1) Othello is not Denzel. Or Taye.

We like our modern Othellos to be not merely hotheads, but also hotties as well. An understandable matinee-idol impulse, to be sure. Shakespeare's Othello, however, is an old soldier, weathered rather than beautiful, and engaged in an obvious May-December romance. To be blunt, if he and Desdemona are the hottest people in the room, then a key point in Shakespeare's vision has been occluded. We should never, ever expect that they would fall in love.

2) Othello has a tragic flaw beyond his jealousy.

Everyone "knows" that Othello's tragic flaw is jealousy. But he has another, secret flaw beyond that - perhaps alone among the tragic heroes, Othello is presented as psychologically unstable at the deepest level; his career, his success, his entire life is built around denying an inner terror of "chaos" that manifests itself in frightening "epilepsies." Iago's whole strategy wouldn't work without this (like Iago, Othello "is not what he is"). Therefore a corollary to this observation that I've seen manifested in the best productions is: Iago alone knows this secret about Othello; it's part of their kinship, their supposed mutual trust.

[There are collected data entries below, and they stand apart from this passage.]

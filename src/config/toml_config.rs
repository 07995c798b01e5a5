use crate::domain::ports::BackendConfig;
use crate::utils::error::{DocError, Result};
use crate::utils::validation::{validate_endpoint, validate_exclusive, validate_path, validate_range, Validate};
use regex::Regex;
use serde::{Deserialize, Serialize};
use std::path::Path;
use std::sync::OnceLock;

pub const DEFAULT_TIMEOUT_SECS: u64 = 120;

#[derive(Debug, Clone, Default, Serialize, Deserialize)]
pub struct TomlConfig {
    #[serde(default)]
    pub generation: GenerationConfig,
    #[serde(default)]
    pub storage: StorageConfig,
    #[serde(default)]
    pub reference: ReferenceConfig,
}

#[derive(Debug, Clone, Default, Serialize, Deserialize)]
pub struct GenerationConfig {
    pub endpoint: Option<String>,
    pub timeout_seconds: Option<u64>,
}

#[derive(Debug, Clone, Default, Serialize, Deserialize)]
pub struct StorageConfig {
    pub endpoint: Option<String>,
    pub image_dir: Option<String>,
}

#[derive(Debug, Clone, Default, Serialize, Deserialize)]
pub struct ReferenceConfig {
    pub image_path: Option<String>,
}

impl TomlConfig {
    /// 從 TOML 檔案載入配置
    pub fn from_file<P: AsRef<Path>>(path: P) -> Result<Self> {
        let content = std::fs::read_to_string(&path)?;
        Self::from_toml_str(&content)
    }

    /// 從 TOML 字串解析配置
    pub fn from_toml_str(content: &str) -> Result<Self> {
        let processed_content = Self::substitute_env_vars(content);

        toml::from_str(&processed_content).map_err(|e| DocError::ConfigError {
            message: format!("TOML parsing error: {}", e),
        })
    }

    /// 替換環境變數 (例如 ${API_KEY})，未設定的保留原樣
    fn substitute_env_vars(content: &str) -> String {
        static ENV_VAR: OnceLock<Regex> = OnceLock::new();
        let re = ENV_VAR
            .get_or_init(|| Regex::new(r"\$\{([^}]+)\}").expect("env var pattern is a valid regex"));

        re.replace_all(content, |caps: &regex::Captures| {
            let var_name = &caps[1];
            std::env::var(var_name).unwrap_or_else(|_| format!("${{{}}}", var_name))
        })
        .into_owned()
    }
}

impl BackendConfig for TomlConfig {
    fn generation_endpoint(&self) -> Option<&str> {
        self.generation.endpoint.as_deref()
    }

    fn storage_endpoint(&self) -> Option<&str> {
        self.storage.endpoint.as_deref()
    }

    fn image_dir(&self) -> Option<&str> {
        self.storage.image_dir.as_deref()
    }

    fn reference_image(&self) -> Option<&str> {
        self.reference.image_path.as_deref()
    }

    fn request_timeout_secs(&self) -> u64 {
        self.generation.timeout_seconds.unwrap_or(DEFAULT_TIMEOUT_SECS)
    }
}

impl Validate for TomlConfig {
    fn validate(&self) -> Result<()> {
        validate_backend_config(self)
    }
}

/// Shared checks for any [`BackendConfig`] implementation.
pub fn validate_backend_config(config: &dyn BackendConfig) -> Result<()> {
    if let Some(endpoint) = config.generation_endpoint() {
        validate_endpoint("generation.endpoint", endpoint)?;
    }
    if let Some(endpoint) = config.storage_endpoint() {
        validate_endpoint("storage.endpoint", endpoint)?;
    }
    if let Some(dir) = config.image_dir() {
        validate_path("storage.image_dir", dir)?;
    }
    if let Some(path) = config.reference_image() {
        validate_path("reference.image_path", path)?;
    }
    validate_exclusive(
        "storage.endpoint",
        config.storage_endpoint(),
        "storage.image_dir",
        config.image_dir(),
    )?;
    validate_range(
        "generation.timeout_seconds",
        config.request_timeout_secs(),
        1,
        3600,
    )?;

    tracing::debug!("✅ Backend configuration validation passed");
    Ok(())
}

3) Desdemona is not a strong, modern woman.

Because strong, modern women do not acquiesce in their own murders for adulteries they did not commit (or for any reason, period). Is that clear? Yes, Desdemona defies her father - but she leaves him for another father figure. Endowing her with self-possessed, liberated power may make for a kicky Act One, but leads to inexplicable Acts Four and Five.

.

4) Desdemona and Othello don't have great sex.

In fact, some critics have insisted that Othello and Desdemona never have sex at all. Certainly, despite all the racial hysteria and talk of "the beast with two backs," the couple's wedding night is interrupted - and then their honeymoon is, too. Some readers have pointed out, in fact, that Othello's instructions to Desdemona on the night he kills her are weirdly like those of a bridegroom, and she asks Emilia to put her wedding sheets on what becomes her deathbed (why?). It's quite possible this couple never actually does the nasty (which of course would humanize both of them), and at any rate, some level of uncertain distance between the two, predicated on the wild elevation of Desdemona's purity (think how she's contrasted with the earthy Emilia), helps explain Othello's crazed behaviors.

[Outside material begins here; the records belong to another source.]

use crate::domain::model::{ImageData, ImageKey, ImageSet, UrlMap};
use crate::domain::ports::{GenerationResult, ImageGenerator, ImageStore};
use crate::utils::error::Result;
use async_trait::async_trait;
use reqwest::Client;
use serde::{Deserialize, Serialize};
use std::collections::BTreeMap;
use std::time::Duration;
use uuid::Uuid;

fn build_client(timeout: Duration) -> Result<Client> {
    Ok(Client::builder().timeout(timeout).build()?)
}

/// Accepts plain base64 as well as `data:<mime>;base64,<payload>` strings.
fn decode_image(encoded: &str) -> Result<ImageData> {
    let payload = match encoded.split_once(";base64,") {
        Some((prefix, payload)) if prefix.starts_with("data:") => payload,
        _ => encoded,
    };
    ImageData::from_base64(payload)
}

#[derive(Debug, Serialize)]
struct GenerateRequest<'a> {
    prompt: &'a str,
    images: Vec<String>,
}

#[derive(Debug, Deserialize)]
#[serde(rename_all = "camelCase")]
struct GenerateResponse {
    #[serde(default)]
    success: bool,
    image_data: Option<String>,
}

/// Image generation backend reached over JSON/HTTP.
#[derive(Debug, Clone)]
pub struct HttpImageGenerator {
    client: Client,
    endpoint: String,
}

impl HttpImageGenerator {
    pub fn new(endpoint: impl Into<String>, timeout: Duration) -> Result<Self> {
        Ok(Self {
            client: build_client(timeout)?,
            endpoint: endpoint.into(),
        })
    }
}

#[async_trait]
impl ImageGenerator for HttpImageGenerator {
    async fn generate(
        &self,
        prompt: &str,
        reference_images: &[ImageData],
    ) -> Result<GenerationResult> {
        let request = GenerateRequest {
            prompt,
            images: reference_images.iter().map(ImageData::to_base64).collect(),
        };

        let response = self
            .client
            .post(&self.endpoint)
            .json(&request)
            .send()
            .await?
            .error_for_status()?;
        tracing::debug!("Generation backend responded with {}", response.status());

        let body: GenerateResponse = response.json().await?;
        let image = match body.image_data.as_deref() {
            Some(encoded) if body.success => Some(decode_image(encoded)?),
            _ => None,
        };

        Ok(GenerationResult {
            success: body.success,
            image,
        })
    }
}

#[derive(Debug, Serialize)]
struct SaveImagesRequest<'a> {
    uuid: Uuid,
    images: BTreeMap<&'a str, String>,
}

#[derive(Debug, Deserialize)]
#[serde(rename_all = "camelCase")]
struct SaveImagesResponse {
    #[serde(default)]
    image_urls: Option<BTreeMap<String, String>>,
}

/// Image persistence backend reached over JSON/HTTP.
#[derive(Debug, Clone)]
pub struct HttpImageStore {
    client: Client,
    endpoint: String,
}

impl HttpImageStore {
    pub fn new(endpoint: impl Into<String>, timeout: Duration) -> Result<Self> {
        Ok(Self {
            client: build_client(timeout)?,
            endpoint: endpoint.into(),
        })
    }
}

#[async_trait]
impl ImageStore for HttpImageStore {
    async fn save_images(&self, document_id: Uuid, images: &ImageSet) -> Result<UrlMap> {
        let request = SaveImagesRequest {
            uuid: document_id,
            images: images
                .iter()
                .map(|(key, image)| (key.as_str(), image.to_data_url()))
                .collect(),
        };

        let response = self
            .client
            .post(&self.endpoint)
            .json(&request)
            .send()
            .await?
            .error_for_status()?;
        tracing::debug!("Storage backend responded with {}", response.status());

        let body: SaveImagesResponse = response.json().await?;
        Ok(body
            .image_urls
            .unwrap_or_default()
            .into_iter()
            .map(|(key, url)| (ImageKey::from(key.as_str()), url))
            .collect())
    }
}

4) Iago may be many things, but above all he is good at simulating intimacy.

By now Iago has almost become a totem for unfathomable evil - because his malice is so intense, and so unclearly motivated by self-interest. Sure, he has his "reasons" - in fact, the play sometimes seems like a catalogue of possible explanations for his behavior - but all these excuses are questioned or outright contradicted by the text at one point or other; thus a characterization can be built on one, or all, or none of them. The one thing that Iago cannot do without, however, is his talent for intimacy. Only Emilia, his one true intimate, sees through it - and even she, despite his abuses, never guesses at just how dark his soul actually is. Meanwhile everyone around him is utterly fooled by his social face, and he smoothly moves into relationships of absolute trust with not just Othello but also Cassio, Roderigo, and even Desdemona. "Deep inside," Iago may be a tortured, alienated void, but that's what the soliloquies are for - on the surface, he's a stand-up guy, your best and oldest friend. That's the whole point.

There are more where these came from (including "Is Othello an African - or an Arab?"), but I think that will do for know. Study these precepts, directors of Othello, and perpend! And now I've got episodes of Two and a Half Men to watch.